Memorial Crane Project


APRIL 13, 2021 - SEPTEMBER 17, 2021

I created the Memorial Crane Project as a way to honor the victims of the Coronavirus. I started folding Origami Cranes in May of 2020 to help me process and contemplate the volume of the Souls we were losing from the Pandemic. On May 14, 2020 the number ticked up to 88,000 deaths. It shocked me and I did the math to figure out how long it would take me to fold a crane for each of these lost souls. It would have taken me approximately 24 years! I decided to invite people from my social media platforms to help me recognize and honor all these loved ones lost.
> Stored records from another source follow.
//! Migration: Create stores table.

use sea_orm_migration::prelude::*;

use super::m20240101_000001_create_users_table::Users;

#[derive(DeriveMigrationName)]
pub struct Migration;

#[async_trait::async_trait]
impl MigrationTrait for Migration {
    async fn up(&self, manager: &SchemaManager) -> Result<(), DbErr> {
        manager
            .create_table(
                Table::create()
                    .table(Stores::Table)
                    .if_not_exists()
                    .col(ColumnDef::new(Stores::Id).uuid().not_null().primary_key())
                    .col(ColumnDef::new(Stores::Name).string_len(100).not_null())
                    .col(ColumnDef::new(Stores::Email).string_len(255).null().unique_key())
                    .col(ColumnDef::new(Stores::Address).string_len(400).not_null())
                    // One store per owner
                    .col(ColumnDef::new(Stores::OwnerId).uuid().not_null().unique_key())
                    .col(
                        ColumnDef::new(Stores::CreatedAt)
                            .timestamp_with_time_zone()
                            .not_null()
                            .default(Expr::current_timestamp()),
                    )
                    .col(
                        ColumnDef::new(Stores::UpdatedAt)
                            .timestamp_with_time_zone()
                            .not_null()
                            .default(Expr::current_timestamp()),
                    )
                    .foreign_key(
                        ForeignKey::create()
                            .name("fk_stores_owner_id")
                            .from(Stores::Table, Stores::OwnerId)
                            .to(Users::Table, Users::Id)
                            .on_delete(ForeignKeyAction::Cascade),
                    )
                    .to_owned(),
            )
            .await?;

        manager
            .create_index(
                Index::create()
                    .name("idx_stores_name")
                    .table(Stores::Table)
                    .col(Stores::Name)
                    .to_owned(),
            )
            .await
    }

    async fn down(&self, manager: &SchemaManager) -> Result<(), DbErr> {
        manager
            .drop_table(Table::drop().table(Stores::Table).to_owned())
            .await
    }
}

#[derive(Iden)]
pub(super) enum Stores {
    Table,
    Id,
    Name,
    Email,
    Address,
    OwnerId,
    CreatedAt,
    UpdatedAt,
}
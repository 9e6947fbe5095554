#![allow(dead_code)]

//! In-memory repositories for multi-step scenarios.
//!
//! Mirrors the storage constraints the services rely on: unique user email,
//! one store per owner, and one rating per (user, store).

use std::collections::HashMap;
use std::sync::{Arc, Mutex};

use async_trait::async_trait;
use chrono::Utc;
use uuid::Uuid;

use common::{AppError, AppResult, JwtConfig};
use domain::{
    average_rating, NewStore, NewUser, RaterEntry, Rating, RatingInsert, Role, Score, Store,
    StoreRatingStats, User,
};
use rating_service_lib::infra::UnitOfWork;
use rating_service_lib::repository::{RatingRepository, StoreRepository, UserRepository};
use rating_service_lib::service::Identity;
use rating_service_lib::Services;

#[derive(Default)]
struct State {
    users: Vec<User>,
    stores: Vec<Store>,
    ratings: Vec<Rating>,
}

#[derive(Clone, Default)]
pub struct InMemoryStore {
    state: Arc<Mutex<State>>,
}

impl InMemoryStore {
    fn with<T>(&self, f: impl FnOnce(&mut State) -> T) -> T {
        let mut state = self.state.lock().unwrap();
        f(&mut state)
    }

    /// Insert a user directly, bypassing hashing.
    pub fn seed_user(&self, name: &str, email: &str, role: Role) -> User {
        let now = Utc::now();
        let user = User {
            id: Uuid::new_v4(),
            name: name.to_string(),
            email: email.to_string(),
            address: None,
            password_hash: "not-a-real-hash".to_string(),
            role,
            created_at: now,
            updated_at: now,
        };
        self.with(|s| s.users.push(user.clone()));
        user
    }

    pub fn user_role(&self, id: Uuid) -> Option<Role> {
        self.with(|s| s.users.iter().find(|u| u.id == id).map(|u| u.role))
    }
}

impl UnitOfWork for InMemoryStore {
    fn users(&self) -> Arc<dyn UserRepository> {
        Arc::new(self.clone())
    }

    fn stores(&self) -> Arc<dyn StoreRepository> {
        Arc::new(self.clone())
    }

    fn ratings(&self) -> Arc<dyn RatingRepository> {
        Arc::new(self.clone())
    }
}

#[async_trait]
impl UserRepository for InMemoryStore {
    async fn find_by_email(&self, email: &str) -> AppResult<Option<User>> {
        Ok(self.with(|s| s.users.iter().find(|u| u.email == email).cloned()))
    }

    async fn create(&self, new_user: NewUser) -> AppResult<User> {
        self.with(|s| {
            if s.users.iter().any(|u| u.email == new_user.email) {
                return Err(AppError::conflict("Email"));
            }
            let now = Utc::now();
            let user = User {
                id: Uuid::new_v4(),
                name: new_user.name,
                email: new_user.email,
                address: new_user.address,
                password_hash: new_user.password_hash,
                role: new_user.role,
                created_at: now,
                updated_at: now,
            };
            s.users.push(user.clone());
            Ok(user)
        })
    }

    async fn update_password(&self, id: Uuid, password_hash: String) -> AppResult<bool> {
        Ok(self.with(|s| match s.users.iter_mut().find(|u| u.id == id) {
            Some(user) => {
                user.password_hash = password_hash;
                user.updated_at = Utc::now();
                true
            }
            None => false,
        }))
    }

    async fn list(&self) -> AppResult<Vec<User>> {
        let mut users = self.with(|s| s.users.clone());
        users.sort_by(|a, b| a.name.cmp(&b.name));
        Ok(users)
    }

    async fn count(&self) -> AppResult<u64> {
        Ok(self.with(|s| s.users.len() as u64))
    }
}

#[async_trait]
impl StoreRepository for InMemoryStore {
    async fn find_by_id(&self, id: Uuid) -> AppResult<Option<Store>> {
        Ok(self.with(|s| s.stores.iter().find(|st| st.id == id).cloned()))
    }

    async fn find_by_owner(&self, owner_id: Uuid) -> AppResult<Option<Store>> {
        Ok(self.with(|s| s.stores.iter().find(|st| st.owner_id == owner_id).cloned()))
    }

    async fn create_for_owner(&self, new_store: NewStore) -> AppResult<Store> {
        self.with(|s| {
            if s.stores.iter().any(|st| st.email.as_deref() == Some(new_store.email.as_str())) {
                return Err(AppError::conflict("Store"));
            }
            let owner = s
                .users
                .iter_mut()
                .find(|u| u.id == new_store.owner_id && u.role == Role::NormalUser)
                .ok_or_else(|| AppError::conflict("Store owner"))?;
            owner.role = Role::StoreOwner;

            let now = Utc::now();
            let store = Store {
                id: Uuid::new_v4(),
                name: new_store.name,
                email: Some(new_store.email),
                address: new_store.address,
                owner_id: new_store.owner_id,
                created_at: now,
                updated_at: now,
            };
            s.stores.push(store.clone());
            Ok(store)
        })
    }

    async fn list_with_ratings(&self) -> AppResult<Vec<StoreRatingStats>> {
        let mut stats = self.with(|s| {
            s.stores
                .iter()
                .map(|st| {
                    let values: Vec<i32> = s
                        .ratings
                        .iter()
                        .filter(|r| r.store_id == st.id)
                        .map(|r| r.rating)
                        .collect();
                    StoreRatingStats {
                        store_id: st.id,
                        name: st.name.clone(),
                        email: st.email.clone(),
                        address: st.address.clone(),
                        average_rating: average_rating(values.iter().copied()),
                    }
                })
                .collect::<Vec<_>>()
        });
        stats.sort_by(|a, b| a.name.cmp(&b.name));
        Ok(stats)
    }

    async fn count(&self) -> AppResult<u64> {
        Ok(self.with(|s| s.stores.len() as u64))
    }
}

#[async_trait]
impl RatingRepository for InMemoryStore {
    async fn insert(&self, user_id: Uuid, store_id: Uuid, score: Score) -> AppResult<RatingInsert> {
        Ok(self.with(|s| {
            if s.ratings.iter().any(|r| r.user_id == user_id && r.store_id == store_id) {
                return RatingInsert::AlreadyRated;
            }
            let now = Utc::now();
            let rating = Rating {
                id: Uuid::new_v4(),
                user_id,
                store_id,
                rating: score.value(),
                created_at: now,
                updated_at: now,
            };
            s.ratings.push(rating.clone());
            RatingInsert::Created(rating)
        }))
    }

    async fn update(
        &self,
        user_id: Uuid,
        store_id: Uuid,
        score: Score,
    ) -> AppResult<Option<Rating>> {
        Ok(self.with(|s| {
            s.ratings
                .iter_mut()
                .find(|r| r.user_id == user_id && r.store_id == store_id)
                .map(|r| {
                    r.rating = score.value();
                    r.updated_at = Utc::now();
                    r.clone()
                })
        }))
    }

    async fn ratings_by_user(&self, user_id: Uuid) -> AppResult<HashMap<Uuid, i32>> {
        Ok(self.with(|s| {
            s.ratings
                .iter()
                .filter(|r| r.user_id == user_id)
                .map(|r| (r.store_id, r.rating))
                .collect()
        }))
    }

    async fn raters_for_store(&self, store_id: Uuid) -> AppResult<Vec<RaterEntry>> {
        let mut raters = self.with(|s| {
            // Newest insert first so equal timestamps keep recency order
            s.ratings
                .iter()
                .rev()
                .filter(|r| r.store_id == store_id)
                .filter_map(|r| {
                    let user = s.users.iter().find(|u| u.id == r.user_id)?;
                    Some(RaterEntry {
                        user_id: user.id,
                        name: user.name.clone(),
                        email: user.email.clone(),
                        rating: r.rating,
                        rated_at: r.updated_at,
                    })
                })
                .collect::<Vec<_>>()
        });
        raters.sort_by(|a, b| b.rated_at.cmp(&a.rated_at));
        Ok(raters)
    }

    async fn count(&self) -> AppResult<u64> {
        Ok(self.with(|s| s.ratings.len() as u64))
    }
}

pub const TEST_JWT_SECRET: &str = "integration-test-secret-of-sufficient-length";

pub fn services(store: &InMemoryStore) -> Services {
    let jwt = JwtConfig::new(TEST_JWT_SECRET).unwrap();
    Services::new(Arc::new(store.clone()), &jwt)
}

pub fn identity_of(user: &User) -> Identity {
    Identity::from(user)
}

pub fn admin() -> Identity {
    Identity {
        id: Uuid::new_v4(),
        email: "admin@example.com".to_string(),
        role: Role::SystemAdmin,
    }
}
In my art gallery, I created an installation of close to 7,500 cranes suspended from copper wires, creating a maze that would be walked through as the visitors commemorated those we have lost. Today as the numbers exceed 500,000 in the United States alone, I have received over 80,000 Cranes. 19,500 names and numerous stories as well. My intention in this installation is to display these cranes along with a list of names on a “Wall of Remembrance.” Viewers can scan a QR code to hear the beautiful precious memories of those loved ones lost, told by those left behind. My goal is to eventually create Memorial Crane Project installations in each US state to mourn and heal collectively as a Nation united in Love, Respect and Spirit. 


The Museum of Boulder met the Mid City neighborhood Los Angeles artist and owner of Matter Studio Gallery, Karla Funderburk through Boulder artist, Rick Dallago at the end of February 2021.  We met because of the synergy we were feeling and sensing regarding “history in the making” and our current exhibit, Drawing Parallels, in our Main Gallery. 


What we never would have imagined is how many lives would be lost in just a little over a year’s time to Covid, nor would Boulder have imagined having lost its ten souls on March 22, 2021 at the local King Soopers Grocery Store. That is why the museum welcomely shares its  power to create an experience we hope will lead to healing.  We believe community-led exhibits such as Karla Funderburk’s work, arriving on April 12, 2021 through April 18, 2021 will help our community move through the losses and “feel the cranes and souls”. The public is invited to contribute to the project and pay their respects to those lost.  The work does not end there, Karla has started a nonprofit associated with this work to  raise money to help families of victims lost to Covid. 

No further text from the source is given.